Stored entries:
********************

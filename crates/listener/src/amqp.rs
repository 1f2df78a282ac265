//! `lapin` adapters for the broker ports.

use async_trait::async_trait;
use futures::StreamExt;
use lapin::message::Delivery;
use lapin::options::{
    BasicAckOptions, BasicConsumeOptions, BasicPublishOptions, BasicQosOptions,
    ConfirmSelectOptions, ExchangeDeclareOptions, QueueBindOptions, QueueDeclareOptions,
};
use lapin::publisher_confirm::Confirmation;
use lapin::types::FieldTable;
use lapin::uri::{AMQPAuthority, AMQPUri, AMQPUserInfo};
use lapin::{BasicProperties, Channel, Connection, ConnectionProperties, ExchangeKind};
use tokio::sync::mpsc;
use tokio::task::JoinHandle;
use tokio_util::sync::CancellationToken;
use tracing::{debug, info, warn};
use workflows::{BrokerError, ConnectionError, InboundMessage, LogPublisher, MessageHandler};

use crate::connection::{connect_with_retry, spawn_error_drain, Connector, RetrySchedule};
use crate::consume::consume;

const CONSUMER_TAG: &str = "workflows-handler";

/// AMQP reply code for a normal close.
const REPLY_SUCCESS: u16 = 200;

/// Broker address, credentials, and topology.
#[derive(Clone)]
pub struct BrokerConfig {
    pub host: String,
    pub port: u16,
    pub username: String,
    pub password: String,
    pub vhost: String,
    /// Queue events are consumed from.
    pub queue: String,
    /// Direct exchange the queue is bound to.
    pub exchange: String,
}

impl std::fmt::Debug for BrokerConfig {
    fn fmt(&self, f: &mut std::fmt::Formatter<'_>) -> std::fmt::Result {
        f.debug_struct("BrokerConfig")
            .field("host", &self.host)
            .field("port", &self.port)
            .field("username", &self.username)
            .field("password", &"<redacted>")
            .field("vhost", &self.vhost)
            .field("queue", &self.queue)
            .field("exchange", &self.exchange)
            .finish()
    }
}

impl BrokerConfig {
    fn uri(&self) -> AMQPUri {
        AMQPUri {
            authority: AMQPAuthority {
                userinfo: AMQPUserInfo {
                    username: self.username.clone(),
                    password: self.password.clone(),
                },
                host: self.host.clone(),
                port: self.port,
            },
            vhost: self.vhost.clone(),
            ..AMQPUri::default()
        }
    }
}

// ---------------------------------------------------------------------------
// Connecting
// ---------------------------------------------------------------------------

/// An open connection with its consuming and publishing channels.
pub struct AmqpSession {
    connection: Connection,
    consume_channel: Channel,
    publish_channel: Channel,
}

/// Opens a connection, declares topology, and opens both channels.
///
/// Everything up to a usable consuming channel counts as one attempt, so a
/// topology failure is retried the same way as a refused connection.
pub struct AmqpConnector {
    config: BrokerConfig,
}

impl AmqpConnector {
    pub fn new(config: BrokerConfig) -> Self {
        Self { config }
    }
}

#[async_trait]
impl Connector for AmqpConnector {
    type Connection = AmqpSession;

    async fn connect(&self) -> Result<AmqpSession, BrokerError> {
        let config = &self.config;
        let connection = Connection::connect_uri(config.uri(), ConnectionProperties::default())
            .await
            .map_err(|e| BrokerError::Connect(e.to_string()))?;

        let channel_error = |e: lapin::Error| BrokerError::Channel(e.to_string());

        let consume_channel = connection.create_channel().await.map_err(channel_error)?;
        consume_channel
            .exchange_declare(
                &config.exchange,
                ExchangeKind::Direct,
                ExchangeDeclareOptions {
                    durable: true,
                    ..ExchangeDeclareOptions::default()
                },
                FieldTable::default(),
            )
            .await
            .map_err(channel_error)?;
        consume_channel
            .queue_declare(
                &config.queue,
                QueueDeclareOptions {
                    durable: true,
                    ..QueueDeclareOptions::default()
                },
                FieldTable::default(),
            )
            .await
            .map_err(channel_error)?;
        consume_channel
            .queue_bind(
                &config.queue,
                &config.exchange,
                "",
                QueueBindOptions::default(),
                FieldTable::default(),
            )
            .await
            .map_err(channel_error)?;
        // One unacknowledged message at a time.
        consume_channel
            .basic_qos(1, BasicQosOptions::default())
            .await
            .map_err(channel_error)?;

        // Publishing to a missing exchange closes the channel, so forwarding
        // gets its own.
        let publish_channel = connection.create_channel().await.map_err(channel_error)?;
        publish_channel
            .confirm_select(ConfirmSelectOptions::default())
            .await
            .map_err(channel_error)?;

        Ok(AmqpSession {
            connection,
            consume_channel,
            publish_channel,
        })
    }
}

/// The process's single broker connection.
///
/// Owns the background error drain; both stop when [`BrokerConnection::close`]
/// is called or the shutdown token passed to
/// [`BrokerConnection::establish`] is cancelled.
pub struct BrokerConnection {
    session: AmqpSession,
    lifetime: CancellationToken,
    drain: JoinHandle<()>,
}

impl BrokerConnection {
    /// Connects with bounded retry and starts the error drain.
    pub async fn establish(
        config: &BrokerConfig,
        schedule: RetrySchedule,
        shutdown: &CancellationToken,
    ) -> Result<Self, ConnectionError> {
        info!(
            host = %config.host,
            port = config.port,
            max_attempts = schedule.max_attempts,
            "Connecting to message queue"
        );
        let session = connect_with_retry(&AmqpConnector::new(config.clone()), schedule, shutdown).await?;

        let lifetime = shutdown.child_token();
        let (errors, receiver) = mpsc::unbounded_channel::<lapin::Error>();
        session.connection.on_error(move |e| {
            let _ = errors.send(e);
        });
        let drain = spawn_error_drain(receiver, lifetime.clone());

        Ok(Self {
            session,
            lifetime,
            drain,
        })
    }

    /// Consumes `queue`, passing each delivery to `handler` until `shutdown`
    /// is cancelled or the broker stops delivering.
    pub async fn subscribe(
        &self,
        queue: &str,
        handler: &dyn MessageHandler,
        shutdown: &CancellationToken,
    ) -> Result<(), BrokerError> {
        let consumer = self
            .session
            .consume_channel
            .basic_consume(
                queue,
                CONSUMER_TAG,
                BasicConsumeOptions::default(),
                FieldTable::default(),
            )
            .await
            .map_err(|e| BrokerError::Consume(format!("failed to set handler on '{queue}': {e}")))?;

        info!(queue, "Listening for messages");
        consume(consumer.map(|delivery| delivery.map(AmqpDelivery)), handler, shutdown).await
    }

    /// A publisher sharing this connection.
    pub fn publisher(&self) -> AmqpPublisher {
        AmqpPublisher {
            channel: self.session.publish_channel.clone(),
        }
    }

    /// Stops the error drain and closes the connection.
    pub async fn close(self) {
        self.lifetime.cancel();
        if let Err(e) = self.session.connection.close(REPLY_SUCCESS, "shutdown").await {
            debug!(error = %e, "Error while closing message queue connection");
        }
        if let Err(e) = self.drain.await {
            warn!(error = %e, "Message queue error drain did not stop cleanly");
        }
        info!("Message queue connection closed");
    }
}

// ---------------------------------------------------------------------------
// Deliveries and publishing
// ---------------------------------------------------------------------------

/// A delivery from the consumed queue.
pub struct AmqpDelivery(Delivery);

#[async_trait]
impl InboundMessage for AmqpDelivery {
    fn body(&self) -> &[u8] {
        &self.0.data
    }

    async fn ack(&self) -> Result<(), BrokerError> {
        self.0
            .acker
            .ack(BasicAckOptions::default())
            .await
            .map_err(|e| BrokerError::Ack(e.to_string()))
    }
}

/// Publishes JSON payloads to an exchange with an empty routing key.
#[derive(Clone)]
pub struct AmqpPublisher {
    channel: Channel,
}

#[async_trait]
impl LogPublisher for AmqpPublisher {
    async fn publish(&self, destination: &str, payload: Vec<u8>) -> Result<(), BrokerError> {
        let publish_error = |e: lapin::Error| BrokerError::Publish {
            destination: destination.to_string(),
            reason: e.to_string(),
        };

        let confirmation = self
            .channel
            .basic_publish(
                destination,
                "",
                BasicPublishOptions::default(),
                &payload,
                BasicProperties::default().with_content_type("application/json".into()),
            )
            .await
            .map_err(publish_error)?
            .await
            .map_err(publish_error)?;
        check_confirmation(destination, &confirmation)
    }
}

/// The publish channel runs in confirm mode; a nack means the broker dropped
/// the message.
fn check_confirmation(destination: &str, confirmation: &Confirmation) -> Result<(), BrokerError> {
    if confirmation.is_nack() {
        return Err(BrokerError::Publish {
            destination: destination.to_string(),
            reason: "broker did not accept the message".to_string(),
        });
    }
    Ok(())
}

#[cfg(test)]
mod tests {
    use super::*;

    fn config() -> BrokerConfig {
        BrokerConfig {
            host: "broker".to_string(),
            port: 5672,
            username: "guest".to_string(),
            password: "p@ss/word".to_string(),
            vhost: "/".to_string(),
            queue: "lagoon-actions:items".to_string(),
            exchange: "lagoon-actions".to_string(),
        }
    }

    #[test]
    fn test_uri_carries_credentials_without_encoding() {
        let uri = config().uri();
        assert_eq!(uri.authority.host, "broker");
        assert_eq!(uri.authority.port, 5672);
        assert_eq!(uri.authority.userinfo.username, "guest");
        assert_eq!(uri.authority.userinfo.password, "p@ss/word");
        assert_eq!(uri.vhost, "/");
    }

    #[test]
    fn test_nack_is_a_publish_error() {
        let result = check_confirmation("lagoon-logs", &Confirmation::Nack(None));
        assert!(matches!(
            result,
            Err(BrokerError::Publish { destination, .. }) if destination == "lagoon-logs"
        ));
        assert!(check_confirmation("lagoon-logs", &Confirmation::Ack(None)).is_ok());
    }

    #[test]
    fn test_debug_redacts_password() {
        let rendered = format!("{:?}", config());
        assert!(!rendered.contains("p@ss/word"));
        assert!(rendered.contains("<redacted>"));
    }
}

********************

Aim of the task: Look through the lines above and collect those with the word "guest".

Your response:
            username: "guest".to_string(),
        assert_eq!(uri.authority.userinfo.username, "guest");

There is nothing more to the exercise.